## Task goal
Look through the data below and return each line where "grammar" appears.

## Given data
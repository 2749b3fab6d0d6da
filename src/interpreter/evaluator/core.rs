use tracing::debug;

use crate::{ast::Expr, error::RuntimeError, interpreter::evaluator::binary::eval_binary};

/// Result type used by the evaluator.
///
/// All evaluation functions return either a value of type `T` or a
/// `RuntimeError` describing the failure.
pub type EvalResult<T> = Result<T, RuntimeError>;

/// Evaluates an expression tree and returns its value.
///
/// This is the main entry point for evaluation. It walks the tree post-order
/// and only borrows it, so the same tree can be evaluated any number of
/// times with the same result.
///
/// # Errors
/// - `DivisionByZero` if a divisor evaluates to `0.0`.
/// - `Overflow` if an operation produces a non-finite value.
/// - `InvalidNode` if a literal is not finite.
///
/// # Example
/// ```
/// use reckon::{error::RuntimeError, evaluate, parse};
///
/// let expr = parse("(2 + 3) * 4").unwrap();
/// assert_eq!(evaluate(&expr), Ok(20.0));
///
/// let expr = parse("5 / 0").unwrap();
/// assert_eq!(evaluate(&expr), Err(RuntimeError::DivisionByZero { position: 2 }));
/// ```
pub fn evaluate(expr: &Expr) -> EvalResult<f64> {
    let value = eval_node(expr)?;
    debug!(value, "evaluated expression");
    Ok(value)
}

/// Evaluates a single node, recursing into its operands.
///
/// The left operand is evaluated first; if it fails, the right one is never
/// touched.
fn eval_node(expr: &Expr) -> EvalResult<f64> {
    match expr {
        Expr::Number { value, position } => {
            if value.is_finite() {
                Ok(*value)
            } else {
                Err(RuntimeError::InvalidNode { position: *position })
            }
        },
        Expr::BinaryOp { left,
                         op,
                         right,
                         position, } => {
            let left = eval_node(left)?;
            let right = eval_node(right)?;
            eval_binary(*op, left, right, *position)
        },
    }
}
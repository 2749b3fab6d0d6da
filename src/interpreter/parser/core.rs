use std::ops::Range;

use tracing::{debug, warn};

use crate::{
    ast::Expr,
    error::ParseError,
    interpreter::{
        lexer::{LexError, Lexer},
        token::Token,
    },
};

pub type ParseResult<T> = Result<T, ParseError>;

/// Default number of nodes a single parse may construct.
pub const DEFAULT_MAX_NODES: usize = 4096;
/// Default maximum nesting of parentheses.
pub const DEFAULT_MAX_DEPTH: usize = 256;
/// Largest node budget a parser accepts. Bigger requests are clamped.
pub const MAX_NODES_LIMIT: usize = 8192;
/// Largest nesting limit a parser accepts. Bigger requests are clamped.
pub const MAX_DEPTH_LIMIT: usize = 512;

/// Resource limits enforced while building a tree.
///
/// `max_nodes` is the parser's node store: once it is exhausted the parse
/// fails with [`ParseError::OutOfMemory`]. `max_depth` bounds parenthesis
/// nesting, and with it the recursion depth of parsing and evaluation.
///
/// Both values are capped at [`MAX_NODES_LIMIT`] and [`MAX_DEPTH_LIMIT`] when
/// a parser is built, since parsing, evaluating and dropping a tree all
/// recurse once per level.
#[derive(Debug, Clone, Copy, PartialEq, Eq)]
pub struct ParserLimits {
    /// Maximum number of AST nodes.
    pub max_nodes: usize,
    /// Maximum number of simultaneously open parentheses.
    pub max_depth: usize,
}

impl Default for ParserLimits {
    fn default() -> Self {
        Self { max_nodes: DEFAULT_MAX_NODES,
               max_depth: DEFAULT_MAX_DEPTH, }
    }
}

impl ParserLimits {
    /// Returns these limits with each value capped at its hard maximum.
    ///
    /// # Example
    /// ```
    /// use reckon::{
    ///     ParserLimits,
    ///     interpreter::parser::core::{MAX_DEPTH_LIMIT, MAX_NODES_LIMIT},
    /// };
    ///
    /// let limits = ParserLimits { max_nodes: usize::MAX,
    ///                             max_depth: usize::MAX, }.clamped();
    /// assert_eq!(limits,
    ///            ParserLimits { max_nodes: MAX_NODES_LIMIT,
    ///                           max_depth: MAX_DEPTH_LIMIT, });
    ///
    /// let small = ParserLimits { max_nodes: 10,
    ///                            max_depth: 2, };
    /// assert_eq!(small.clamped(), small);
    /// ```
    #[must_use]
    pub fn clamped(self) -> Self {
        Self { max_nodes: self.max_nodes.min(MAX_NODES_LIMIT),
               max_depth: self.max_depth.min(MAX_DEPTH_LIMIT), }
    }
}

/// Recursive-descent parser with one token of lookahead.
///
/// After construction, and after every successfully parsed construct,
/// `current` holds the next unconsumed token. Errors are returned as soon as
/// they are found; subtrees built before the error are dropped on the way
/// out, so no partial tree ever escapes.
///
/// The grammar, lowest precedence first:
///
/// ```text
/// expression := term (("+" | "-") term)*
/// term       := factor (("*" | "/") factor)*
/// factor     := NUMBER | "(" expression ")"
/// ```
pub struct Parser<'src> {
    lexer:   Lexer<'src>,
    current: Token,
    span:    Range<usize>,
    limits:  ParserLimits,
    nodes:   usize,
    depth:   usize,
}

impl<'src> Parser<'src> {
    /// Creates a parser with default limits and fetches the first token.
    #[must_use]
    pub fn new(lexer: Lexer<'src>) -> Self {
        Self::with_limits(lexer, ParserLimits::default())
    }

    /// Creates a parser enforcing `limits` and fetches the first token.
    ///
    /// Limits above [`MAX_NODES_LIMIT`] or [`MAX_DEPTH_LIMIT`] are clamped.
    #[must_use]
    pub fn with_limits(mut lexer: Lexer<'src>, limits: ParserLimits) -> Self {
        let clamped = limits.clamped();
        if clamped != limits {
            warn!(requested = ?limits, applied = ?clamped, "parser limits clamped");
        }
        let current = lexer.next_token();
        let span = lexer.span();
        Self { lexer,
               current,
               span,
               limits: clamped,
               nodes: 0,
               depth: 0 }
    }

    /// Parses the whole input as one expression.
    ///
    /// # Errors
    /// - Any error from the grammar rules.
    /// - `UnexpectedTrailingToken` (or `InvalidCharacter`/`NumberTooLarge`) if input remains
    ///   after a complete expression, as in `2 + 3)`.
    pub fn parse(mut self) -> ParseResult<Expr> {
        let expr = self.parse_expression()?;

        if !self.current.is_end() {
            return Err(self.unexpected(|found, position| {
                           ParseError::UnexpectedTrailingToken { found, position }
                       }));
        }

        debug!(nodes = self.nodes, depth = expr.depth(), "parsed expression");
        Ok(expr)
    }

    /// The current lookahead token.
    pub(in crate::interpreter::parser) const fn current(&self) -> Token {
        self.current
    }

    /// Consumes the lookahead and fetches the next token.
    ///
    /// Returns the consumed token and the byte offset it started at.
    pub(in crate::interpreter::parser) fn advance(&mut self) -> (Token, usize) {
        let consumed = (self.current, self.span.start);
        self.current = self.lexer.next_token();
        self.span = self.lexer.span();
        consumed
    }

    /// Builds the error for an unwanted lookahead.
    ///
    /// An `Error` token becomes `NumberTooLarge` or `InvalidCharacter`,
    /// depending on why the lexer rejected it; any other token is handed to
    /// `make`.
    pub(in crate::interpreter::parser) fn unexpected(&self,
                                                     make: impl FnOnce(Token, usize) -> ParseError)
                                                     -> ParseError {
        let position = self.span.start;
        match (self.current, self.lexer.error()) {
            (Token::Error, Some(LexError::NumberTooLarge)) => {
                ParseError::NumberTooLarge { position }
            },
            (Token::Error, _) => ParseError::InvalidCharacter { lexeme: self.lexer.slice().to_string(),
                                                                position },
            (found, _) => make(found, position),
        }
    }

    /// Claims one slot of the node budget before a node is constructed.
    pub(in crate::interpreter::parser) fn reserve_node(&mut self) -> ParseResult<()> {
        if self.nodes >= self.limits.max_nodes {
            return Err(ParseError::OutOfMemory { limit: self.limits.max_nodes });
        }
        self.nodes += 1;
        Ok(())
    }

    /// Records entry into a parenthesized group opened at `position`.
    pub(in crate::interpreter::parser) fn enter_group(&mut self,
                                                      position: usize)
                                                      -> ParseResult<()> {
        if self.depth >= self.limits.max_depth {
            return Err(ParseError::NestingTooDeep { limit: self.limits.max_depth,
                                                    position });
        }
        self.depth += 1;
        Ok(())
    }

    pub(in crate::interpreter::parser) const fn leave_group(&mut self) {
        self.depth = self.depth.saturating_sub(1);
    }
}

/// Parses `source` into an expression tree using default limits.
///
/// # Errors
/// Returns a `ParseError` if the input is not a single well-formed
/// expression.
///
/// # Example
/// ```
/// use reckon::{ast::Expr, error::ParseError, interpreter::token::Token};
///
/// let expr = reckon::parse("1 + 2").unwrap();
/// assert!(matches!(expr, Expr::BinaryOp { .. }));
///
/// let err = reckon::parse("(1 + 2").unwrap_err();
/// assert_eq!(err,
///            ParseError::ExpectedClosingParen { found:    Token::End,
///                                               position: 6, });
/// ```
pub fn parse(source: &str) -> ParseResult<Expr> {
    parse_with(source, ParserLimits::default())
}

/// Parses `source` into an expression tree enforcing `limits`.
///
/// # Errors
/// Returns a `ParseError` if the input is malformed or exceeds `limits`.
pub fn parse_with(source: &str, limits: ParserLimits) -> ParseResult<Expr> {
    Parser::with_limits(Lexer::new(source), limits).parse()
}
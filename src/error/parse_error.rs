use crate::interpreter::token::Token;

/// Represents all errors that can occur during lexing or parsing.
///
/// Positions are byte offsets into the source expression.
#[derive(Debug, Clone, PartialEq, thiserror::Error)]
pub enum ParseError {
    /// A factor was required but the lookahead was neither a number nor `(`.
    #[error("Expected number or '(' at position {position}, found {found}.")]
    ExpectedOperand {
        /// The token encountered.
        found:    Token,
        /// Where it starts.
        position: usize,
    },
    /// A parenthesized expression was not closed.
    #[error("Expected ')' at position {position}, found {found}.")]
    ExpectedClosingParen {
        /// The token encountered instead of `)`.
        found:    Token,
        /// Where it starts.
        position: usize,
    },
    /// A complete expression was followed by more input.
    #[error("Unexpected token after expression at position {position}: {found}.")]
    UnexpectedTrailingToken {
        /// The first extra token.
        found:    Token,
        /// Where it starts.
        position: usize,
    },
    /// The lexer could not map a character to a token.
    #[error("Invalid character '{lexeme}' at position {position}.")]
    InvalidCharacter {
        /// The offending source text.
        lexeme:   String,
        /// Where it starts.
        position: usize,
    },
    /// A numeric literal is too large to be represented as a finite number.
    #[error("Number literal at position {position} is too large to represent.")]
    NumberTooLarge {
        /// Where the literal starts.
        position: usize,
    },
    /// The tree would need more nodes than the parser may construct.
    #[error("Out of memory: expression needs more than {limit} nodes.")]
    OutOfMemory {
        /// The node budget that was exhausted.
        limit: usize,
    },
    /// Parentheses were nested deeper than the parser allows.
    #[error("Nesting too deep at position {position}: more than {limit} levels of parentheses.")]
    NestingTooDeep {
        /// The configured nesting limit.
        limit:    usize,
        /// Position of the `(` that crossed the limit.
        position: usize,
    },
}

impl ParseError {
    /// Byte offset the error points at, if it has one.
    ///
    /// # Example
    /// ```
    /// let err = reckon::parse("2 @ 3").unwrap_err();
    /// assert_eq!(err.position(), Some(2));
    ///
    /// let limits = reckon::ParserLimits { max_nodes: 1,
    ///                                     ..Default::default() };
    /// let err = reckon::parse_with("1 + 2", limits).unwrap_err();
    /// assert_eq!(err.position(), None);
    /// ```
    #[must_use]
    pub const fn position(&self) -> Option<usize> {
        match self {
            Self::ExpectedOperand { position, .. }
            | Self::ExpectedClosingParen { position, .. }
            | Self::UnexpectedTrailingToken { position, .. }
            | Self::InvalidCharacter { position, .. }
            | Self::NumberTooLarge { position }
            | Self::NestingTooDeep { position, .. } => Some(*position),
            Self::OutOfMemory { .. } => None,
        }
    }
}
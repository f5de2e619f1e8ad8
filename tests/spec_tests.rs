use marktree::markdown_to_html;
use pretty_assertions::assert_eq;
use serde::Deserialize;
use std::fs;

#[derive(Debug, Deserialize)]
struct Example {
    markdown: String,
    html: String,
    example: u32,
    section: String,
}

fn load_examples() -> Vec<Example> {
    let path = concat!(env!("CARGO_MANIFEST_DIR"), "/tests/data/examples.json");
    let data = fs::read_to_string(path).expect("Failed to read examples.json");
    serde_json::from_str(&data).expect("Failed to parse examples.json")
}

#[test]
fn rendered_examples_match() {
    let examples = load_examples();
    assert!(!examples.is_empty());

    let mut failures = Vec::new();
    for example in &examples {
        let result = markdown_to_html(&example.markdown).expect("parse failed");
        if result != example.html {
            eprintln!("\nExample {} failed ({})", example.example, example.section);
            eprintln!("  Input: {:?}", example.markdown);
            eprintln!("  Expected: {:?}", example.html);
            eprintln!("  Got: {:?}", result);
            failures.push(example.example);
        }
    }

    eprintln!(
        "\n{} of {} examples passed",
        examples.len() - failures.len(),
        examples.len()
    );
    assert_eq!(failures, Vec::<u32>::new());
}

## Answer
/// The grammar, lowest precedence first:
    /// - Any error from the grammar rules.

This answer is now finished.